Again, whether that team is really that toxic is also very hard to be
quantified, so in this case, even if you've all the relevant KPIs on
the employee performance, those KPIs as a single set can still be very
misleading when it's used on its own to judge their performance.

Of course, example 3 is most likely an edge case that shouldn't happen, but that doesn't mean such edge cases will never appear.

Unfortunately, many of those using the KPIs to pass judgment do act
as if those edge cases won't ever exist under their management, and even
if they do exist, those guys will still behave like it's those edge
case themselves that are to be blamed, possibly all for the illusory
effectiveness and efficiencies.

To be blunt, this kind of "effectiveness and efficiency" is
indeed just pushing the complexities that should be at least partially
handled by those managers to those edge case themselves
,
causing the latter to suffer way more than what they've been already
suffering even without those extra complexities that are just forced
onto them.

While such use of KPIs do make managers and the common cases much
more effective and efficient, they're at the cost of sacrificing the
edge cases, and the most dangerous part of all is that, too often, many
of those managers and common cases don't even know that's what they've
been doing for ages.

Of course, this world's not capable to be that ideal yet, so
sometimes misinterpreting the numbers might be necessary or lesser
evil, because occasionally, the absolute minimum required effectiveness
and efficiencies can only be achieved by somehow sacrificing a small
amount of edge cases, but at the very least, those using the
KPIs that way should really know what they're truly doing, and make sure they make such sacrifices only when they've to
.

So, on one hand, judging by numbers alone can easily lead to utterly
wrong judgments without knowing, while on the other hand, judging only
with the full context isn't always feasible, practical nor realistic,
therefore a working compromise between these 2 extremes should be found on a case-by-case basis.

For instance, you can first form a set of educated hypotheses
based on the numbers, then try to further prove and disprove(both sides must be worked on) those hypotheses on one hand, and act upon them(but always keep in mind that those hypotheses can be all dead wrong) if you've to on the other, as long as those hypotheses haven't been proven to be all wrong yet(and contingencies should be planned for so you can fix the problems immediately).

With such a compromise, effectiveness and efficiency can be
largely preserved when those hypotheses work because you're still not delaying too much when passing judgments, and the damages caused by those hypotheses when they're wrong can also be largely controlled and contained because you'll be able to realize and correct your mistakes as quickly as possible.

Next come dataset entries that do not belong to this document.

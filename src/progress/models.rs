//! Data models for learner progress

use std::collections::BTreeMap;

use chrono::{DateTime, Utc};
use serde::{Deserialize, Serialize};
use uuid::Uuid;

use crate::srs::{LessonWord, ReviewSession, VocabularyItem};

/// Hearts a learner starts with and is refilled to after a lesson
pub const DEFAULT_MAX_HEARTS: u32 = 5;

fn default_username() -> String {
    "Operative".to_string()
}

fn default_hearts() -> u32 {
    DEFAULT_MAX_HEARTS
}

/// Profile data shared by every course
#[derive(Debug, Clone, PartialEq, Serialize, Deserialize)]
#[serde(rename_all = "camelCase")]
pub struct GlobalProfile {
    #[serde(default = "default_username")]
    pub username: String,
    #[serde(default = "default_hearts")]
    pub hearts: u32,
    #[serde(default)]
    pub streak: u32,
    #[serde(default)]
    pub last_lesson_date: Option<DateTime<Utc>>,
}

impl Default for GlobalProfile {
    fn default() -> Self {
        Self {
            username: default_username(),
            hearts: default_hearts(),
            streak: 0,
            last_lesson_date: None,
        }
    }
}

/// Per-course progress and vocabulary ledger
#[derive(Debug, Clone, Default, PartialEq, Serialize, Deserialize)]
#[serde(rename_all = "camelCase")]
pub struct CourseData {
    #[serde(default)]
    pub xp: u32,
    #[serde(default)]
    pub completed_lessons: Vec<String>,
    #[serde(default)]
    pub vocabulary: BTreeMap<Uuid, VocabularyItem>,
    #[serde(default, skip_serializing_if = "Option::is_none")]
    pub pending_review: Option<ReviewSession>,
}

/// Everything persisted for one learner
#[derive(Debug, Clone, Default, PartialEq, Serialize, Deserialize)]
#[serde(rename_all = "camelCase")]
pub struct ProgressState {
    #[serde(default)]
    pub global: GlobalProfile,
    #[serde(default)]
    pub courses: BTreeMap<String, CourseData>,
    #[serde(default)]
    pub active_course_id: Option<String>,
    /// Bumped on every save, used to detect lost updates
    #[serde(default)]
    pub revision: u64,
}

/// Flattened view of the active course plus the shared profile
#[derive(Debug, Clone, PartialEq, Serialize, Deserialize)]
#[serde(rename_all = "camelCase")]
pub struct UserProgress {
    pub username: String,
    pub current_course_id: String,
    pub hearts: u32,
    pub xp: u32,
    pub streak: u32,
    pub last_lesson_date: Option<DateTime<Utc>>,
    pub completed_lessons: Vec<String>,
    pub vocabulary: BTreeMap<Uuid, VocabularyItem>,
    pub pending_review: Option<ReviewSession>,
    /// State revision this view was read at
    pub revision: u64,
}

impl ProgressState {
    /// View of the active course, if one is selected and exists
    pub fn progress(&self) -> Option<UserProgress> {
        let course_id = self.active_course_id.as_ref()?;
        let course = self.courses.get(course_id)?;

        Some(UserProgress {
            username: self.global.username.clone(),
            current_course_id: course_id.clone(),
            hearts: self.global.hearts,
            xp: course.xp,
            streak: self.global.streak,
            last_lesson_date: self.global.last_lesson_date,
            completed_lessons: course.completed_lessons.clone(),
            vocabulary: course.vocabulary.clone(),
            pending_review: course.pending_review.clone(),
            revision: self.revision,
        })
    }

    /// Write a progress view back into the state and make its course active
    pub fn apply_progress(&mut self, progress: &UserProgress) {
        self.global.hearts = progress.hearts;
        self.global.streak = progress.streak;
        self.global.last_lesson_date = progress.last_lesson_date;

        let course = self
            .courses
            .entry(progress.current_course_id.clone())
            .or_default();
        course.xp = progress.xp;
        course.completed_lessons = progress.completed_lessons.clone();
        course.vocabulary = progress.vocabulary.clone();
        course.pending_review = progress.pending_review.clone();

        self.active_course_id = Some(progress.current_course_id.clone());
    }
}

/// A finished non-review lesson
#[derive(Debug, Clone, PartialEq, Serialize, Deserialize)]
#[serde(rename_all = "camelCase")]
pub struct CompletedLesson {
    pub lesson_id: String,
    pub xp_earned: u32,
    #[serde(default)]
    pub vocabulary: Vec<LessonWord>,
}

For instance, in example 3, while it’s reasonable to form the
hypothesis that employee E is indeed far from being on par with the rest
of the team, you should, instead of just acting on those numbers
directly, also try to have a personal meeting with that employee as soon
as possible, so you can express your concerns on those metrics to
him/her, and hear his/her side of the story, which can be very useful on
proving or disproving your hypothesis, causing both of you to be able
to solve the problem together in a more informed manner.